Grazie al finanziamento della Nsf, e collaborando con esperti della Northern Arizona University e della Montana State University, il team guidato da Hessl esaminerà tre specie arboree provenienti da tre località degli Stati Uniti: i longevi pini settembrini (bristlecone pines) dello Utah, i longevi cipressi calvi della Carolina del Nord e le querce fossilizzate del Missouri, ciascuno dei quali può fornire un punto di vista unico su questi eventi atmosferici.

I ricercatori sperano di comprendere le modalità con cui ogni specie arborea registra il radiocarbonio e, di conseguenza, quali alberi possono essere considerati testimoni affidabili degli eventi cosmici passati.
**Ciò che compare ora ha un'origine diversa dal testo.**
//! Secret wrapper that is zeroized on drop.
//!
//! Client secrets and bearer tokens pass through this type so they never
//! show up in `Debug` output or tracing fields.

use serde::{Deserialize, Deserializer, Serialize, Serializer};
use zeroize::{Zeroize, ZeroizeOnDrop};

/// A secure string wrapper that zeroizes its contents on drop.
#[derive(Clone, PartialEq, Eq, Zeroize, ZeroizeOnDrop)]
pub struct SecureString(String);

impl SecureString {
    pub fn new(s: String) -> Self {
        Self(s)
    }

    pub fn as_str(&self) -> &str {
        &self.0
    }
}

impl From<String> for SecureString {
    fn from(s: String) -> Self {
        Self::new(s)
    }
}

impl From<&str> for SecureString {
    fn from(s: &str) -> Self {
        Self::new(s.to_string())
    }
}

impl std::fmt::Debug for SecureString {
    fn fmt(&self, f: &mut std::fmt::Formatter<'_>) -> std::fmt::Result {
        f.write_str("[REDACTED]")
    }
}

// The token cache file is the one place secrets are written out.
impl Serialize for SecureString {
    fn serialize<S: Serializer>(&self, serializer: S) -> Result<S::Ok, S::Error> {
        serializer.serialize_str(&self.0)
    }
}

impl<'de> Deserialize<'de> for SecureString {
    fn deserialize<D: Deserializer<'de>>(deserializer: D) -> Result<Self, D::Error> {
        String::deserialize(deserializer).map(Self)
    }
}

#[cfg(test)]
mod tests {
    use super::*;

    #[test]
    fn test_secure_string_debug() {
        let secret = SecureString::new("super_secret_token".to_string());
        let debug_output = format!("{:?}", secret);
        assert_eq!(debug_output, "[REDACTED]");
        assert!(!debug_output.contains("super_secret"));
    }

    #[test]
    fn test_secure_string_access() {
        let secret = SecureString::new("my_token".to_string());
        assert_eq!(secret.as_str(), "my_token");
    }

    #[test]
    fn test_secure_string_serializes_as_plain_string() {
        let secret = SecureString::from("abc");
        assert_eq!(serde_json::to_string(&secret).unwrap(), r#""abc""#);
        let back: SecureString = serde_json::from_str(r#""abc""#).unwrap();
        assert_eq!(back, secret);
    }
}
Ogni esemplare verrà analizzato attraverso il metodo della datazione incrociata, che consente di associare ogni anello a un anno specifico, garantendo un elevato grado di precisione nella correlazione con gli eventi di Miyake. Dopo aver prelevato un campione di carota grande come una matita – o una sezione trasversale, se l’albero è morto – i ricercatori dateranno ogni anello utilizzando la “datazione incrociata”, una tecnica di datazione indipendente che consente di confermare l’anno di formazione di ogni anello. Qualsiasi albero vivo durante un evento di Miyake, registrerebbe tale accadimento nella chimica dei propri anelli. Con questo metodo, sarà quindi possibile analizzare come e se, nelle piante di regioni diverse, sono stati registrati eventi estremi o altre anomalie solari e se i vari modelli coincidono. In sostanza, si proveranno a indagare le ambiguità e le incertezze della relazione fra anelli ed eventi di space weather.

Il meteo spaziale può interferire con l’elettronica dei satelliti, le comunicazioni radio e i segnali GPS, le orbite dei veicoli spaziali e persino, in casi estremi, con le reti elettriche sulla Terra. Crediti: Nasa

I dati raccolti finora mostrano, in effetti, che alberi diversi assorbono il radiocarbonio atmosferico in modo non uniforme e che specie longeve, come ad esempio i pini settembrini, mostrano segni chiari delle fluttuazioni di radiocarbonio, diventando così le specie più affidabili per la ricostruzione dell’attività atmosferica. Tuttavia, alcune specie potrebbero immagazzinare il carbonio incorporandolo nei propri anelli solo successivamente, rendendo i dati potenzialmente meno accurati.

«Stiamo cercando di definire quanto siano stati estremi questi eventi, quando si sono verificati esattamente e per quanto tempo il radiocarbonio è rimasto nell’atmosfera. Dobbiamo essere sicuri di utilizzare registratori attendibili», sottolinea Hessl. «Ciò che vorremmo capire adesso è: quanto sono attendibili questi alberi nel registrare i livelli di radiocarbonio nell’atmosfera?».